**EXERCISE INSTRUCTIONS:** Whenever a line below includes the word "exists", copy that line.

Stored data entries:
###

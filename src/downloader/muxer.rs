// Muxer - ffmpeg/ffprobe post-processing
//
// Handles:
// - Merging a video-only stream with an audio stream into mp4
// - Converting a downloaded audio stream to mp3
// - Checking whether a finished file carries an audio track

use std::ffi::OsStr;
use std::path::{Path, PathBuf};
use tokio::process::Command as TokioCommand;
use tracing::{debug, info, warn};

use super::errors::DownloadError;
use super::utils::{find_executable, spawn_error};

/// ffmpeg (required) and ffprobe (optional) locations
#[derive(Debug, Clone, PartialEq, Eq)]
pub struct Muxer {
    ffmpeg: PathBuf,
    ffprobe: Option<PathBuf>,
}

impl Muxer {
    /// Locate ffmpeg and ffprobe; `None` when ffmpeg is missing
    pub fn detect() -> Option<Self> {
        let ffmpeg = find_executable("ffmpeg")?;
        let ffprobe = find_executable("ffprobe");
        debug!(
            "[Muxer] ffmpeg at {}, ffprobe {}",
            ffmpeg.display(),
            ffprobe
                .as_ref()
                .map(|p| p.display().to_string())
                .unwrap_or_else(|| "not found".to_string())
        );
        Some(Self { ffmpeg, ffprobe })
    }

    pub fn with_paths(ffmpeg: impl Into<PathBuf>, ffprobe: Option<PathBuf>) -> Self {
        Self {
            ffmpeg: ffmpeg.into(),
            ffprobe,
        }
    }

    pub fn ffmpeg_path(&self) -> &Path {
        &self.ffmpeg
    }

    /// Merge `video` and `audio` into `output`, copying the video stream and
    /// encoding audio as AAC. Inputs are removed once the merge succeeds.
    pub async fn merge(&self, video: &Path, audio: &Path, output: &Path) -> Result<PathBuf, DownloadError> {
        info!(
            "[Muxer] Merging {} + {} -> {}",
            video.display(),
            audio.display(),
            output.display()
        );

        let args: Vec<&OsStr> = vec![
            OsStr::new("-y"),
            OsStr::new("-i"),
            video.as_os_str(),
            OsStr::new("-i"),
            audio.as_os_str(),
            OsStr::new("-c:v"),
            OsStr::new("copy"),
            OsStr::new("-c:a"),
            OsStr::new("aac"),
            OsStr::new("-map"),
            OsStr::new("0:v:0"),
            OsStr::new("-map"),
            OsStr::new("1:a:0"),
            output.as_os_str(),
        ];
        self.run_ffmpeg(&args).await?;

        for input in [video, audio] {
            if let Err(e) = tokio::fs::remove_file(input).await {
                warn!("[Muxer] Could not remove {}: {}", input.display(), e);
            }
        }
        Ok(output.to_path_buf())
    }

    /// Convert `input` to a 192 kbps stereo mp3 next to it.
    /// The source file is removed after a successful conversion.
    pub async fn to_mp3(&self, input: &Path) -> Result<PathBuf, DownloadError> {
        if input.extension().and_then(OsStr::to_str) == Some("mp3") {
            return Ok(input.to_path_buf());
        }
        let output = input.with_extension("mp3");
        info!("[Muxer] Converting {} to mp3", input.display());

        let args: Vec<&OsStr> = vec![
            OsStr::new("-y"),
            OsStr::new("-i"),
            input.as_os_str(),
            OsStr::new("-vn"),
            OsStr::new("-ar"),
            OsStr::new("44100"),
            OsStr::new("-ac"),
            OsStr::new("2"),
            OsStr::new("-b:a"),
            OsStr::new("192k"),
            output.as_os_str(),
        ];
        self.run_ffmpeg(&args).await?;

        if let Err(e) = tokio::fs::remove_file(input).await {
            warn!("[Muxer] Could not remove {}: {}", input.display(), e);
        }
        Ok(output)
    }

    /// `Some(true)` if `path` has an audio stream, `None` without ffprobe
    pub async fn has_audio(&self, path: &Path) -> Result<Option<bool>, DownloadError> {
        let Some(ffprobe) = &self.ffprobe else {
            return Ok(None);
        };

        let output = TokioCommand::new(ffprobe)
            .args([
                "-v",
                "error",
                "-select_streams",
                "a",
                "-show_entries",
                "stream=codec_type",
                "-of",
                "default=noprint_wrappers=1",
            ])
            .arg(path)
            .output()
            .await
            .map_err(|e| spawn_error(ffprobe.as_os_str(), e))?;

        if !output.status.success() {
            return Err(DownloadError::Mux(format!(
                "ffprobe failed: {}",
                String::from_utf8_lossy(&output.stderr).trim()
            )));
        }
        Ok(Some(!String::from_utf8_lossy(&output.stdout).trim().is_empty()))
    }

    async fn run_ffmpeg(&self, args: &[&OsStr]) -> Result<(), DownloadError> {
        let output = TokioCommand::new(&self.ffmpeg)
            .args(["-hide_banner", "-loglevel", "error"])
            .args(args)
            .output()
            .await
            .map_err(|e| spawn_error(self.ffmpeg.as_os_str(), e))?;

        if !output.status.success() {
            let stderr = String::from_utf8_lossy(&output.stderr);
            return Err(DownloadError::Mux(format!("ffmpeg failed: {}", stderr.trim())));
        }
        Ok(())
    }
}

#[cfg(all(test, unix))]
mod tests {
    use super::*;
    use crate::downloader::test_support::write_script;

    /// ffmpeg stub that records its arguments and creates the output file
    fn stub_ffmpeg(dir: &Path) -> (Muxer, PathBuf) {
        let args_file = dir.join("ffmpeg-args");
        let ffmpeg = write_script(
            dir,
            "ffmpeg",
            &format!(
                "echo \"$@\" > {}\nfor a in \"$@\"; do last=\"$a\"; done\necho muxed > \"$last\"",
                args_file.display()
            ),
        );
        (Muxer::with_paths(ffmpeg, None), args_file)
    }

    #[tokio::test]
    async fn test_merge_runs_ffmpeg_and_removes_inputs() {
        let dir = tempfile::tempdir().unwrap();
        let (muxer, args_file) = stub_ffmpeg(dir.path());
        let video = dir.path().join("v.mp4");
        let audio = dir.path().join("a.m4a");
        std::fs::write(&video, b"v").unwrap();
        std::fs::write(&audio, b"a").unwrap();
        let out = dir.path().join("out.mp4");

        let merged = muxer.merge(&video, &audio, &out).await.unwrap();

        assert_eq!(merged, out);
        assert!(out.exists());
        assert!(!video.exists());
        assert!(!audio.exists());
        let args = std::fs::read_to_string(args_file).unwrap();
        assert!(args.contains("-c:v copy -c:a aac -map 0:v:0 -map 1:a:0"));
    }

    #[tokio::test]
    async fn test_failed_merge_keeps_inputs() {
        let dir = tempfile::tempdir().unwrap();
        let ffmpeg = write_script(dir.path(), "ffmpeg", "echo 'Invalid data' >&2\nexit 1");
        let muxer = Muxer::with_paths(ffmpeg, None);
        let video = dir.path().join("v.mp4");
        let audio = dir.path().join("a.m4a");
        std::fs::write(&video, b"v").unwrap();
        std::fs::write(&audio, b"a").unwrap();

        let err = muxer
            .merge(&video, &audio, &dir.path().join("out.mp4"))
            .await
            .unwrap_err();
        assert!(matches!(err, DownloadError::Mux(ref m) if m.contains("Invalid data")));
        assert!(video.exists());
    }

    #[tokio::test]
    async fn test_to_mp3() {
        let dir = tempfile::tempdir().unwrap();
        let (muxer, args_file) = stub_ffmpeg(dir.path());
        let input = dir.path().join("song.m4a");
        std::fs::write(&input, b"a").unwrap();

        let out = muxer.to_mp3(&input).await.unwrap();

        assert_eq!(out, dir.path().join("song.mp3"));
        assert!(out.exists());
        assert!(!input.exists());
        let args = std::fs::read_to_string(args_file).unwrap();
        assert!(args.contains("-vn -ar 44100 -ac 2 -b:a 192k"));
    }

    #[tokio::test]
    async fn test_has_audio() {
        let dir = tempfile::tempdir().unwrap();
        let with_audio = write_script(dir.path(), "ffprobe-audio", "echo codec_type=audio");
        let silent = write_script(dir.path(), "ffprobe-silent", "exit 0");
        let file = dir.path().join("v.mp4");

        let muxer = Muxer::with_paths("ffmpeg", Some(with_audio));
        assert_eq!(muxer.has_audio(&file).await.unwrap(), Some(true));

        let muxer = Muxer::with_paths("ffmpeg", Some(silent));
        assert_eq!(muxer.has_audio(&file).await.unwrap(), Some(false));

        let muxer = Muxer::with_paths("ffmpeg", None);
        assert_eq!(muxer.has_audio(&file).await.unwrap(), None);
    }
}
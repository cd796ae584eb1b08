// FormatSelector - unified format selection logic
//
// Handles:
// - Picking the stream for a requested quality (exact height, best, audio)
// - Pairing a video-only pick with the best audio track
// - Resolution listing and format grouping for --list-formats
// - yt-dlp selector strings for the yt-dlp engine
// - Codec preferences (H.264 / AAC for compatibility)

use serde::Serialize;

use super::models::{Quality, StreamFormat};

/// Selector used when the computed one matches nothing
pub const FALLBACK_SPEC: &str = "best";

/// Streams chosen for a download
#[derive(Debug, Clone, Copy, PartialEq)]
pub struct StreamSelection<'a> {
    /// Progressive, video-only or audio-only stream
    pub primary: &'a StreamFormat,
    /// Audio to merge in when `primary` is video-only
    pub audio: Option<&'a StreamFormat>,
    /// Whether the requested quality was matched
    pub exact: bool,
}

impl StreamSelection<'_> {
    pub fn needs_merge(&self) -> bool {
        self.audio.is_some()
    }
}

/// Formats split into the three tables shown by --list-formats
#[derive(Debug, Default, Serialize)]
pub struct FormatGroups<'a> {
    pub combined: Vec<&'a StreamFormat>,
    pub video_only: Vec<&'a StreamFormat>,
    pub audio_only: Vec<&'a StreamFormat>,
}

/// Format selector with codec-aware tie breaking
pub struct FormatSelector;

impl FormatSelector {
    /// Pick the stream(s) for `quality` among directly fetchable formats.
    ///
    /// Exact height: progressive first, then any stream of that height.
    /// Otherwise the highest resolution, progressive preferred on ties.
    pub fn select(formats: &[StreamFormat], quality: Quality) -> Option<StreamSelection<'_>> {
        let direct: Vec<&StreamFormat> = formats.iter().filter(|f| f.is_direct()).collect();

        if quality == Quality::AudioOnly {
            let audio: Vec<&StreamFormat> =
                direct.iter().copied().filter(|f| f.is_audio_only()).collect();
            return Self::find_best_audio(&audio)
                .or_else(|| Self::find_highest(&direct))
                .map(|primary| StreamSelection {
                    primary,
                    audio: None,
                    exact: primary.is_audio_only(),
                });
        }

        let video: Vec<&StreamFormat> = direct.iter().copied().filter(|f| f.has_video()).collect();

        let (primary, exact) = match quality {
            Quality::Height(h) => {
                let progressive: Vec<&StreamFormat> = video
                    .iter()
                    .copied()
                    .filter(|f| f.is_progressive() && f.height == Some(h))
                    .collect();
                let any: Vec<&StreamFormat> =
                    video.iter().copied().filter(|f| f.height == Some(h)).collect();

                match Self::pick_preferred(&progressive).or_else(|| Self::pick_preferred(&any)) {
                    Some(f) => (f, true),
                    None => (Self::find_highest(&video)?, false),
                }
            }
            _ => (Self::find_highest(&video)?, true),
        };

        Some(Self::with_audio(&direct, primary, exact))
    }

    /// Stream with an explicit format id, paired with audio when video-only
    pub fn select_by_id<'a>(formats: &'a [StreamFormat], format_id: &str) -> Option<StreamSelection<'a>> {
        let direct: Vec<&StreamFormat> = formats.iter().filter(|f| f.is_direct()).collect();
        let primary = direct.iter().copied().find(|f| f.format_id == format_id)?;
        Some(Self::with_audio(&direct, primary, true))
    }

    fn with_audio<'a>(
        direct: &[&'a StreamFormat],
        primary: &'a StreamFormat,
        exact: bool,
    ) -> StreamSelection<'a> {
        let audio = if primary.is_video_only() {
            let audio: Vec<&StreamFormat> =
                direct.iter().copied().filter(|f| f.is_audio_only()).collect();
            Self::find_best_audio(&audio)
        } else {
            None
        };
        StreamSelection {
            primary,
            audio,
            exact,
        }
    }

    /// Among same-height candidates: mp4 / H.264 first, then the larger file
    fn pick_preferred<'a>(formats: &[&'a StreamFormat]) -> Option<&'a StreamFormat> {
        formats.iter().copied().max_by_key(|f| {
            (
                f.ext == "mp4",
                f.is_h264(),
                f.effective_size().unwrap_or(0),
            )
        })
    }

    /// Highest resolution; progressive wins a tie, then mp4, then bitrate
    fn find_highest<'a>(formats: &[&'a StreamFormat]) -> Option<&'a StreamFormat> {
        formats.iter().copied().max_by_key(|f| {
            (
                f.height.unwrap_or(0),
                f.is_progressive(),
                f.ext == "mp4",
                f.tbr.map(|b| (b * 100.0) as u32).unwrap_or(0),
            )
        })
    }

    /// Find best audio format (prefer AAC for compatibility)
    fn find_best_audio<'a>(formats: &[&'a StreamFormat]) -> Option<&'a StreamFormat> {
        let by_bitrate = |f: &&StreamFormat| f.abr.map(|b| (b * 100.0) as u32).unwrap_or(0);

        formats
            .iter()
            .copied()
            .filter(|f| f.is_aac())
            .max_by_key(by_bitrate)
            // Fallback to highest bitrate audio
            .or_else(|| formats.iter().copied().max_by_key(by_bitrate))
    }

    /// Progressive heights, or mp4 heights when there are no progressive
    /// streams. Deduplicated, highest first.
    pub fn available_resolutions(formats: &[StreamFormat]) -> Vec<u32> {
        let mut heights: Vec<u32> = formats
            .iter()
            .filter(|f| f.is_progressive())
            .filter_map(|f| f.height)
            .collect();

        if heights.is_empty() {
            heights = formats
                .iter()
                .filter(|f| f.has_video() && f.ext == "mp4")
                .filter_map(|f| f.height)
                .collect();
        }

        heights.sort_unstable_by(|a, b| b.cmp(a));
        heights.dedup();
        heights
    }

    /// Split into combined / video-only / audio-only, each best first
    pub fn group(formats: &[StreamFormat]) -> FormatGroups<'_> {
        let mut groups = FormatGroups::default();
        for f in formats {
            if f.is_progressive() {
                groups.combined.push(f);
            } else if f.is_video_only() {
                groups.video_only.push(f);
            } else if f.is_audio_only() {
                groups.audio_only.push(f);
            }
        }

        let by_height = |a: &&StreamFormat, b: &&StreamFormat| {
            b.height
                .cmp(&a.height)
                .then_with(|| b.tbr.partial_cmp(&a.tbr).unwrap_or(std::cmp::Ordering::Equal))
        };
        groups.combined.sort_by(by_height);
        groups.video_only.sort_by(by_height);
        groups
            .audio_only
            .sort_by(|a, b| b.abr.partial_cmp(&a.abr).unwrap_or(std::cmp::Ordering::Equal));
        groups
    }

    /// yt-dlp `-f` selector for a quality
    ///
    /// Without ffmpeg yt-dlp cannot merge, so only single-file formats are
    /// asked for.
    pub fn format_spec(quality: Quality, ffmpeg_available: bool) -> String {
        match (quality, ffmpeg_available) {
            (Quality::AudioOnly, _) => "bestaudio/best".to_string(),
            (Quality::Height(h), true) => {
                format!("bestvideo[height<={h}]+bestaudio/best[height<={h}]")
            }
            (Quality::Height(h), false) => format!("best[height<={h}]/best"),
            (Quality::Best, true) => "bestvideo+bestaudio/best".to_string(),
            (Quality::Best, false) => FALLBACK_SPEC.to_string(),
        }
    }
}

###

**RESPONSE TO THE TASK:**
        assert!(out.exists());
        assert!(!video.exists());
        assert!(!audio.exists());
        assert!(video.exists());
        assert!(out.exists());
        assert!(!input.exists());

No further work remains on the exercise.